Mail call: How Zinke responds to lawmakers

By Jennifer Yachnin | 07/25/2018 07:01 AM EDT

What’s the secret to nabbing Interior Secretary Ryan Zinke’s attention?

Interior Secretary Ryan Zinke during a trip to New Mexico.

Interior Secretary Ryan Zinke during a trip to New Mexico. @SecretaryZinke/Twitter

What’s the secret to nabbing Interior Secretary Ryan Zinke’s attention?

Don’t bother keeping it short. And maybe include a few maps.

Among the dozens of congressional lawmakers who fired off missives to Zinke last year in an attempt to influence the outcome of his agency’s review of national monuments, most received rote responses:


"I appreciate having your views on the review."

"You may be assured I will keep your views in mind as the review proceeds."

"I greatly appreciate your detailed comments."

Then there’s the response that California Republican Rep. Paul Cook garnered.

"Highly detailed, well-reasoned proposals," Interior official Randy Bowman, who led the agency’s monument review process, wrote in a June 2017 email summarizing responses to various lawmakers.

The missive was included among the thousands of pages of unredacted internal emails that Interior released last week in response to Freedom of Information Act requests.

Because of a clerical error, the documents were released without any redactions to requesters including the Center for Western Priorities, which provided the emails to E&E News (Greenwire, July 24).

The documents included Bowman’s roundup of congressional letters to Zinke as of mid-June 2017 and a list of recommended responses. Each began with the phrase: "Thank you for your letter of [date]."

Communiqués from House and Senate members generally received boilerplate responses.

Even a letter from the Utah congressional delegation — Sen. Orrin Hatch (R) and Rep. Rob Bishop (R) led the effort to roll back national monument acreage — failed to garner notable reaction from Interior staff.

"I greatly appreciate your wise counsel throughout the National Monument process. I will continue to be in close touch with you as we go forward," the draft reply states.

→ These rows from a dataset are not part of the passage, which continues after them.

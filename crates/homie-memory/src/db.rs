use rusqlite::Connection;

use crate::error::Result;

/// Initialise every table this crate owns. Safe to call on every startup.
pub fn init_db(conn: &Connection) -> Result<()> {
    create_people(conn)?;
    create_facts(conn)?;
    create_episodes(conn)?;
    create_lessons(conn)?;
    create_group_capsules(conn)?;
    create_dirty_queues(conn)?;
    Ok(())
}

fn create_people(conn: &Connection) -> Result<()> {
    conn.execute_batch(
        "CREATE TABLE IF NOT EXISTS people (
            id                      TEXT PRIMARY KEY,
            display_name            TEXT,
            channel                 TEXT NOT NULL,
            channel_user_id         TEXT NOT NULL,
            relationship_score      REAL NOT NULL DEFAULT 0.0,
            trust_tier_override     TEXT,
            capsule                 TEXT,
            public_style_capsule    TEXT,
            avg_reply_len           REAL NOT NULL DEFAULT 0.0,
            avg_user_len            REAL NOT NULL DEFAULT 0.0,
            active_hours_bitmask    INTEGER NOT NULL DEFAULT 0,
            conversation_count      INTEGER NOT NULL DEFAULT 0,
            sample_count            INTEGER NOT NULL DEFAULT 0,
            created_at_ms           INTEGER NOT NULL,
            updated_at_ms           INTEGER NOT NULL,
            UNIQUE(channel, channel_user_id)
        );",
    )?;
    Ok(())
}

fn create_facts(conn: &Connection) -> Result<()> {
    conn.execute_batch(
        "CREATE TABLE IF NOT EXISTS facts (
            id                  INTEGER PRIMARY KEY AUTOINCREMENT,
            person_id           TEXT,
            subject             TEXT NOT NULL,
            content              TEXT NOT NULL,
            category             TEXT NOT NULL DEFAULT 'misc',
            evidence_quote       TEXT,
            last_accessed_at_ms  INTEGER,
            created_at_ms        INTEGER NOT NULL
        );
        CREATE INDEX IF NOT EXISTS idx_facts_person ON facts(person_id);

        CREATE VIRTUAL TABLE IF NOT EXISTS facts_fts
            USING fts5(subject, content, content='facts', content_rowid='id');",
    )?;
    Ok(())
}

fn create_episodes(conn: &Connection) -> Result<()> {
    conn.execute_batch(
        "CREATE TABLE IF NOT EXISTS episodes (
            id              INTEGER PRIMARY KEY AUTOINCREMENT,
            chat_id         TEXT NOT NULL,
            person_id       TEXT,
            is_group        INTEGER NOT NULL DEFAULT 0,
            content         TEXT NOT NULL,
            created_at_ms   INTEGER NOT NULL
        );
        CREATE INDEX IF NOT EXISTS idx_episodes_chat ON episodes(chat_id, created_at_ms);
        CREATE INDEX IF NOT EXISTS idx_episodes_person ON episodes(person_id);

        CREATE VIRTUAL TABLE IF NOT EXISTS episodes_fts
            USING fts5(content, content='episodes', content_rowid='id');",
    )?;
    Ok(())
}

fn create_lessons(conn: &Connection) -> Result<()> {
    conn.execute_batch(
        "CREATE TABLE IF NOT EXISTS lessons (
            id                INTEGER PRIMARY KEY AUTOINCREMENT,
            kind              TEXT NOT NULL,
            category          TEXT NOT NULL,
            content           TEXT NOT NULL,
            rule              TEXT,
            alternative       TEXT,
            person_id         TEXT,
            episode_refs      TEXT,
            confidence        REAL NOT NULL DEFAULT 0.5,
            times_validated   INTEGER NOT NULL DEFAULT 0,
            times_violated    INTEGER NOT NULL DEFAULT 0,
            created_at_ms     INTEGER NOT NULL
        );
        CREATE INDEX IF NOT EXISTS idx_lessons_person ON lessons(person_id);",
    )?;
    Ok(())
}

fn create_group_capsules(conn: &Connection) -> Result<()> {
    conn.execute_batch(
        "CREATE TABLE IF NOT EXISTS group_capsules (
            chat_id         TEXT PRIMARY KEY,
            capsule         TEXT NOT NULL,
            updated_at_ms   INTEGER NOT NULL
        );",
    )?;
    Ok(())
}

fn create_dirty_queues(conn: &Connection) -> Result<()> {
    conn.execute_batch(
        "CREATE TABLE IF NOT EXISTS group_capsule_dirty (
            chat_id         TEXT PRIMARY KEY,
            first_dirty_ms  INTEGER NOT NULL,
            last_dirty_ms   INTEGER NOT NULL,
            claimed_at_ms   INTEGER
        );
        CREATE TABLE IF NOT EXISTS public_style_dirty (
            person_id       TEXT PRIMARY KEY,
            first_dirty_ms  INTEGER NOT NULL,
            last_dirty_ms   INTEGER NOT NULL,
            claimed_at_ms   INTEGER
        );",
    )?;
    Ok(())
}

But Cook, who submitted a 25-page letter addressing four national monuments in the Golden State, received the only substantive critique.

"I appreciate your detailed comments and proposals on the Castle Mountains, Mojave Trails, San Gabriel Mountains and Sand to Snow National Monuments," Bowman’s proposed draft reply states.

The proposed text continues: "I will [be] in touch with you on this as we go forward?" Then it says: "Note — highly detailed, well-reasoned proposals for revisions to boundaries, including an expansion, and on a management plan; seems someone should talk to him about these."

Neither the Interior Department nor Cook responded to requests for comment yesterday.

In his letter to Zinke, Cook echoed the secretary’s own avowed stance on conservation, saying that environmental protections should not prevent multiple use of landscapes.

"In addition to being a conservationist, I’m also a strong proponent of the philosophy that public lands should be managed with multiple uses in mind," Cook wrote.

"It is becoming increasingly apparent that federal policies implemented over the last decade have favored a myopic environmentalism at the expense of economic and recreational activities. Anything that you can do to restore this balance would be of a tremendous benefit to my district."

Whether the duo ultimately met to discuss the monument review remains unclear, although one of Cook’s recommendations — to allow hunting in the Castle Mountains National Monument — was included in a final report Zinke released publicly in December (E&E News PM, Dec. 5, 2017).

"The review process uncovered inadequate coordination with the sportsmen community, particularly where monument designations were assigned management by the NPS [National Park Service], which are closed to hunting due to NPS regulations that implement its enabling statutes. One example is the Castle Mountains National Monument," Zinke wrote in his report.

Zinke also seized on Cook’s request not to alter the Sand to Snow National Monument, making the site one of only six to be dismissed from review before a deadline to submit recommendations to the White House.